Kagan opens the book expounding on the liberal world order’s anomaly and value:
“The American-led liberal world order was never a natural phenomenon. It was not the culmination of evolutionary processes across the millennia or the inevitable fulfillment of universal human desires. The past seven-plus decades of relatively free trade, growing respect for individual rights, and relatively peaceful cooperation among nations — the core elements of the liberal order — have been a great historical aberration. Until 1945 the story of humankind going back thousands of years was a long tale of war, tyranny, and poverty. Moments of peace were fleeting, democracy so rare as to seem almost accidental, and prosperity the luxury of the powerful few. Our own era has not lacked its horrors, its genocides, its oppressions, its barbarisms. Yet by historical standards, including the standards of the recent past, it has been a relative paradise.”
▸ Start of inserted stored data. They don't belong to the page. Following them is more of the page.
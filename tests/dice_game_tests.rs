use dice_scene::camera::CameraMove;
use dice_scene::game::{Action, GameEvent, GameState, RollPhase, WINNING_SCORE};
use dice_scene::picking::PickTarget;
use dice_scene::render::{CommandRecorder, DrawCommand};
use dice_scene::scenes::dice_scene::{DIE_IDS, HOLD_ID, TEXT_Z};
use dice_scene::scenes::DiceScene;
use dice_scene::traits::{DrawTarget, FrameUniforms, SceneComposer};
use glam::{Mat4, Vec3};

const TICK: f32 = 0.05;

#[cfg(test)]
mod dice_game_tests {
    use super::*;

    /// Click die 1 and tick until the roll is over. Returns the settle event.
    fn roll(game: &mut GameState) -> GameEvent {
        assert_eq!(
            game.handle_pick(PickTarget::Object(DIE_IDS[0])),
            Some(GameEvent::RollStarted)
        );
        let mut settled = None;
        for _ in 0..500 {
            if let Some(event) = game.tick(TICK) {
                assert!(settled.is_none(), "roll settled twice");
                settled = Some(event);
            }
            if game.roll().phase() == RollPhase::Idle {
                break;
            }
        }
        settled.expect("roll never settled")
    }

    fn record(scene: &DiceScene, game: &GameState) -> Vec<DrawCommand> {
        let mut recorder = CommandRecorder::new(100, 100);
        recorder.begin_pass(&FrameUniforms::new(Mat4::IDENTITY, game.camera(), game.light_position()));
        scene.compose(game, &mut recorder);
        recorder.last_pass().unwrap().commands.clone()
    }

    fn draw_count(scene: &DiceScene, game: &GameState) -> usize {
        record(scene, game).len()
    }

    #[test]
    fn test_full_roll_updates_score() {
        let mut game = GameState::new(Some(42), true);

        let event = roll(&mut game);
        let value = game.last_value().unwrap();
        assert!((1..=6).contains(&value));

        let expected = if value == 1 { 0 } else { value };
        assert_eq!(game.score(), expected);
        assert_eq!(event, GameEvent::Rolled { value, score: expected });
        assert_eq!(game.bounce_height(), 0);
    }

    #[test]
    fn test_die_one_ignored_while_rolling() {
        let mut game = GameState::new(Some(1), true);
        game.handle_pick(PickTarget::Object(DIE_IDS[0]));
        game.tick(TICK);

        assert_eq!(game.handle_pick(PickTarget::Object(DIE_IDS[0])), None);
        assert_eq!(game.roll().phase(), RollPhase::Bouncing);
    }

    #[test]
    fn test_other_targets_do_not_roll() {
        let mut game = GameState::new(Some(1), true);
        for id in DIE_IDS[1..].iter().chain([&HOLD_ID]) {
            assert_eq!(game.handle_pick(PickTarget::Object(*id)), None);
        }
        assert_eq!(game.roll().phase(), RollPhase::Idle);
    }

    #[test]
    fn test_seeded_games_roll_the_same() {
        let mut a = GameState::new(Some(99), false);
        let mut b = GameState::new(Some(99), false);
        for _ in 0..5 {
            assert_eq!(roll(&mut a), roll(&mut b));
            assert_eq!(a.theta(), b.theta());
        }
    }

    #[test]
    fn test_theta_stays_in_range() {
        let mut game = GameState::new(Some(5), false);
        for _ in 0..3 {
            roll(&mut game);
            let theta = game.theta();
            for angle in [theta.x, theta.y, theta.z] {
                assert!((0.0..360.0).contains(&angle), "{angle} out of range");
            }
        }
    }

    #[test]
    fn test_win_reported_once_and_banner_drawn() {
        let (scene, _) = DiceScene::build();
        let mut game = GameState::new(Some(2024), false);
        let before = draw_count(&scene, &game);

        let mut wins = 0;
        for _ in 0..1000 {
            if let GameEvent::Won { score } = roll(&mut game) {
                assert!(score >= WINNING_SCORE);
                wins += 1;
            }
            if game.has_won() {
                break;
            }
        }
        assert!(game.has_won());
        assert_eq!(wins, 1);

        // one more roll after winning is a plain roll
        assert!(matches!(roll(&mut game), GameEvent::Rolled { .. }));

        // two more score digits and the seven-letter banner
        assert!(game.score() >= 100 && game.score() < 1000);
        assert_eq!(draw_count(&scene, &game), before + 2 + 7);
    }

    /// Whether `c` is drawn unpickable at text position (x, y)
    fn has_text(scene: &DiceScene, game: &GameState, c: char, x: f32, y: f32) -> bool {
        let mesh = scene.glyphs().get(c).unwrap();
        let expected = DiceScene::base_transform(game.camera())
            * Mat4::from_translation(Vec3::new(x, y, TEXT_Z));
        record(scene, game).iter().any(|command| {
            command.mesh == mesh
                && command.pick_id.is_none()
                && command.model_view.abs_diff_eq(expected, 1e-5)
        })
    }

    #[test]
    fn test_opponent_board_is_static() {
        let (scene, _) = DiceScene::build();
        let mut game = GameState::new(Some(8), false);

        for _ in 0..3 {
            assert!(has_text(&scene, &game, 'A', 1.5, 12.0));
            assert!(has_text(&scene, &game, '_', 1.5, 11.0));
            assert!(has_text(&scene, &game, 'I', 3.0, 12.0));
            assert!(has_text(&scene, &game, ':', 4.0, 12.0));
            assert!(has_text(&scene, &game, '0', 8.0, 12.0));
            roll(&mut game);
        }
    }

    #[test]
    fn test_score_digits_placed_by_place_value() {
        let (scene, _) = DiceScene::build();
        let mut game = GameState::new(Some(13), false);
        for _ in 0..200 {
            if game.score() >= 10 {
                break;
            }
            roll(&mut game);
        }

        let score = game.score();
        assert!((10..100).contains(&score));
        let digit = |d: u32| char::from_digit(d, 10).unwrap();
        assert!(has_text(&scene, &game, digit(score % 10), -1.5, 12.0));
        assert!(has_text(&scene, &game, digit(score / 10), -2.8, 12.0));
    }

    #[test]
    fn test_actions() {
        let mut game = GameState::new(None, true);
        let start = game.camera();

        game.apply(Action::Camera(CameraMove::Forward));
        assert_ne!(game.camera(), start);

        game.apply(Action::ToggleLight);
        assert!(!game.light().spinning);
        let angle = game.light().angle;
        game.tick(TICK);
        assert_eq!(game.light().angle, angle);

        assert!(!game.quit_requested());
        game.apply(Action::Quit);
        assert!(game.quit_requested());
    }
}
Briskly, Kagan then describes the bubble most of his readers live in, wherein we take this liberal world order for granted: “We see all its flaws and wish it could be better, but it doesn’t occur to us that the more likely alternative to it would be much, much worse.” He gives historical context: “As children of the Enlightenment, we believe the expansion of knowledge and material progress goes hand in hand with improvements in human behavior and moral progress. From Montesquieu and Kant we learned that commerce tames the souls of men and nations, reducing conflict and increasing harmony and cooperation.” There’s more on the Enlightenment’s advances, an iteration Kagan leavens with the indisputable observation that, as to human behavior, there has been, alas, “no lasting improvement.” Elsewhere he comments on “the overall incompetence endemic to all human activity.” In other words, it’s the ideological framework, stupid, that has saved us.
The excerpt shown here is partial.